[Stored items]
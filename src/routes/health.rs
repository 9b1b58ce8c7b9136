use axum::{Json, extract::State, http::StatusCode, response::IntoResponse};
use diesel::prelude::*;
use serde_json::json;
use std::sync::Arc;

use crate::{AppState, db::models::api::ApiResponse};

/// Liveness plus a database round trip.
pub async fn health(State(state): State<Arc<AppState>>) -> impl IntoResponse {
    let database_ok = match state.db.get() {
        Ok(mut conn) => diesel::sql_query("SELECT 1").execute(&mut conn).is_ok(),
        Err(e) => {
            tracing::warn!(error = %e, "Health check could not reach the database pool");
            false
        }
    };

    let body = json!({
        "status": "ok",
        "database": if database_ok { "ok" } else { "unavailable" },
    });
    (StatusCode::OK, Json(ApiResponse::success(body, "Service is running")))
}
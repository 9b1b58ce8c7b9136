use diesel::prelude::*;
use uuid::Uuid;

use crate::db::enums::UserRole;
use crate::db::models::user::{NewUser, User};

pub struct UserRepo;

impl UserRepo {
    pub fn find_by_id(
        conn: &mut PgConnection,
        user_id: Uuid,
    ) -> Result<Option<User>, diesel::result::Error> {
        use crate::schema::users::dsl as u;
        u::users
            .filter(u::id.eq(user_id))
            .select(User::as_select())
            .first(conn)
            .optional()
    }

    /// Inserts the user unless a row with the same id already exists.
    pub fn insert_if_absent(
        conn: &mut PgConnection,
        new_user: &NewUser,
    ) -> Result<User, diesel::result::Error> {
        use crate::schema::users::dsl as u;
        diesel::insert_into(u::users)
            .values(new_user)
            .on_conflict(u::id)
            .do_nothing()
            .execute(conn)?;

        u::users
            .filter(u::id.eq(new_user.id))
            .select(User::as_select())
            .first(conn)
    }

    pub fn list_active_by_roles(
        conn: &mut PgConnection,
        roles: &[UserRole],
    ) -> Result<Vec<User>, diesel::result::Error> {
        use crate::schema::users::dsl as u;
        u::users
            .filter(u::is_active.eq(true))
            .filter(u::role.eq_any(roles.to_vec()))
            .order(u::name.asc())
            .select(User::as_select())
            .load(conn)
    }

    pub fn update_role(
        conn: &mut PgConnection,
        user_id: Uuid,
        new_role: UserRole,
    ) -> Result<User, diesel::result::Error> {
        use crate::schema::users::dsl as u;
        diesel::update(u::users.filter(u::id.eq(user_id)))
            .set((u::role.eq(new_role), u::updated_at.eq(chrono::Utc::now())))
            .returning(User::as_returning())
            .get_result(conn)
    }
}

_Description of the task_
Whatever appears in the data above must be copied word for word.

_Response area_
filename src/routes/health.rs
repository 9b1b58ce8c7b9136
use axum::{Json, extract::State, http::StatusCode, response::IntoResponse};
use diesel::prelude::*;
use serde_json::json;
use std::sync::Arc;

use crate::{AppState, db::models::api::ApiResponse};

/// Liveness plus a database round trip.
pub async fn health(State(state): State<Arc<AppState>>) -> impl IntoResponse {
    let database_ok = match state.db.get() {
        Ok(mut conn) => diesel::sql_query("SELECT 1").execute(&mut conn).is_ok(),
        Err(e) => {
            tracing::warn!(error = %e, "Health check could not reach the database pool");
            false
        }
    };

    let body = json!({
        "status": "ok",
        "database": if database_ok { "ok" } else { "unavailable" },
    });
    (StatusCode::OK, Json(ApiResponse::success(body, "Service is running")))
}
repository 9b1b58ce8c7b9136
use diesel::prelude::*;
use uuid::Uuid;

use crate::db::enums::UserRole;
use crate::db::models::user::{NewUser, User};

pub struct UserRepo;

impl UserRepo {
    pub fn find_by_id(
        conn: &mut PgConnection,
        user_id: Uuid,
    ) -> Result<Option<User>, diesel::result::Error> {
        use crate::schema::users::dsl as u;
        u::users
            .filter(u::id.eq(user_id))
            .select(User::as_select())
            .first(conn)
            .optional()
    }

    /// Inserts the user unless a row with the same id already exists.
    pub fn insert_if_absent(
        conn: &mut PgConnection,
        new_user: &NewUser,
    ) -> Result<User, diesel::result::Error> {
        use crate::schema::users::dsl as u;
        diesel::insert_into(u::users)
            .values(new_user)
            .on_conflict(u::id)
            .do_nothing()
            .execute(conn)?;

        u::users
            .filter(u::id.eq(new_user.id))
            .select(User::as_select())
            .first(conn)
    }

    pub fn list_active_by_roles(
        conn: &mut PgConnection,
        roles: &[UserRole],
    ) -> Result<Vec<User>, diesel::result::Error> {
        use crate::schema::users::dsl as u;
        u::users
            .filter(u::is_active.eq(true))
            .filter(u::role.eq_any(roles.to_vec()))
            .order(u::name.asc())
            .select(User::as_select())
            .load(conn)
    }

    pub fn update_role(
        conn: &mut PgConnection,
        user_id: Uuid,
        new_role: UserRole,
    ) -> Result<User, diesel::result::Error> {
        use crate::schema::users::dsl as u;
        diesel::update(u::users.filter(u::id.eq(user_id)))
            .set((u::role.eq(new_role), u::updated_at.eq(chrono::Utc::now())))
            .returning(User::as_returning())
            .get_result(conn)
    }
}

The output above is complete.